MIGRANTI: L’Ue chiede conto all’Italia di 60mila migranti “spariti” (La Stampa)

LA STAMPA

 

L’Ue chiede conto all’Italia di 60mila migranti “spariti”

Entrati nel Paese ma mai identificati: “Violati gli accordi europei”. E l’Ungheria accusa Merkel: è lei la causa dei disordini nella Capitale

 

 

MARCO ZATTERIN

CORRISPONDENTE DA BRUXELLES

 

Ne mancano all’appello 63 mila. Sono i migranti che risultano ufficialmente entrati in Italia nei primi sette mesi di quest’anno di cui non c’è traccia sui registri di identificazione, la differenza fra i 92 mila accolti e i circa 30 mila registrati. Sono svaniti nel nulla o, facilmente, sono andati in Germania e Francia, i Paesi più richiesti dai disperati in fuga e quelli che più regolarmente contestano la relativa efficienza dell’attività alle nostre frontiere. Sono tanti, per essere fantasmi. Anzi, sono di più. Perché, rivela una fonte, «92 mila è un dato difettoso, mentre fra i 30 mila c’è chi è arrivato nel 2014».

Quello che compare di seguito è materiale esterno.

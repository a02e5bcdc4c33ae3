pub mod aggregate;
pub mod config;
pub mod connector;
pub mod entitlement;
pub mod error;
pub mod model;
pub mod parser;
pub mod rules;
pub mod scan;
pub mod validator;

pub use aggregate::{OutputSummary, RuleResult, RuleResults};
pub use config::{ConfigStore, TOKEN_GENERATION_URL};
pub use connector::local::LocalConnector;
pub use entitlement::{resolve_selection, RuleSelection};
pub use error::ScanError;
pub use rules::RuleCatalog;
pub use scan::{ScanContext, ScanOutcome};
pub use validator::SchemaError;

La Commissione Ue ha scritto al governo Renzi per intimargli di far luce sui profughi spariti, sottolineando che la mancata raccolta dei dati dei migranti costituisce una violazione degli accordi europei.

Il cardine centrale della politica comune di immigrazione che si intende costruire è l’equilibrio fra solidarietà e responsabilità. In altre parole, si possono convincere tutti i Paesi a condividere gli oneri di un esodo che non ha precedenti recenti solo se c’è la certezza che ognuno faccia il proprio dovere. Il sospetto che l’Italia non fosse in linea era diffuso. I numeri messi di Bruxelles sono una triste conferma.

Roma deve chiarire la situazione, in fretta. Nel testo spedito dall’esecutivo – anticipato dal «Il Sole 24 Ore» e confermato da fonti governative – si chiedono ragguagli entro il 10 settembre. Data non casuale, questa. Se tutto andrà come previsto, martedì 8 la Commissione Ue metterà sul tavolo le sue proposte per rendere più efficace la risposta al fenomeno migratorio, con nuove regole per omogeneizzare il diritto d’asilo, la riforma del regolamento di Dublino (che impone l’obbligo di accoglienza al Paese di primo sbarco), il tentativo di introdurre un meccanismo di ripartizione d’emergenza, un’azione più concreta sui rimpatri. Poi, il 14 settembre, toccherà ai ministri degli Interni dare un senso a una risposta comune che non può più mancare.

Accuse incrociate

Sarà una riunione tesa. Domani sera il premier ungherese Viktor Orban viene a spiegarsi a Bruxelles, proprio dopo che il suo vice Janos Lazar, ha accusato la cancelliera Merkel del caos e dei disordini avvenuti alla stazione Keleti di Budapest. In un discorso in Parlamento ha riferito che i siriani chiedono di andare in Germania senza registrazione il che impedisce i controlli. Nessuno si fida di nessuno. «Gli ungheresi hanno il muro al confine serbo, ma lasciano passare chi arriva da Slovenia e Romania perché non compete loro», suggerisce una fonte Ue.

Frontiere nel mirino

Mettere a posto la situazione alle frontiere – italiana e non solo – diventa condizione necessaria per ricreare la fiducia che occorre per poter andare avanti nell’impresa. «Da Roma vogliamo che non si perda altro tempo con gli hotspot», ammette una fonte comunitaria. È un punto centrale. Il modello francese dei centri di accoglienza, dove l’attività di controllo si svolgerebbe con l’ausilio di personale Ue, presuppone l’organizzazione di luoghi vigilati in cui ospitare chi arriva sino alla fine del processo di identificazione. Difficilissimo, per l’Italia.

I motivi sono molteplici. Il primo è che i centri dovrebbero essere chiusi (i nostri non lo sono) e il processo dovrebbe essere rapido (un dossier richiede in media 5 mesi). Ci vogliono soldi. E bisognerebbe correggere la prassi secondo cui, una volta in Sicilia, un senegalese e un siriano sono la stessa cosa. Purtroppo no. Salvo eccezione, uno è un migrante economico e l’altro un potenziale asilante. Con l’elenco dei Paese sicuri, che da noi non c’è, si avrebbe avere un iter più rapido.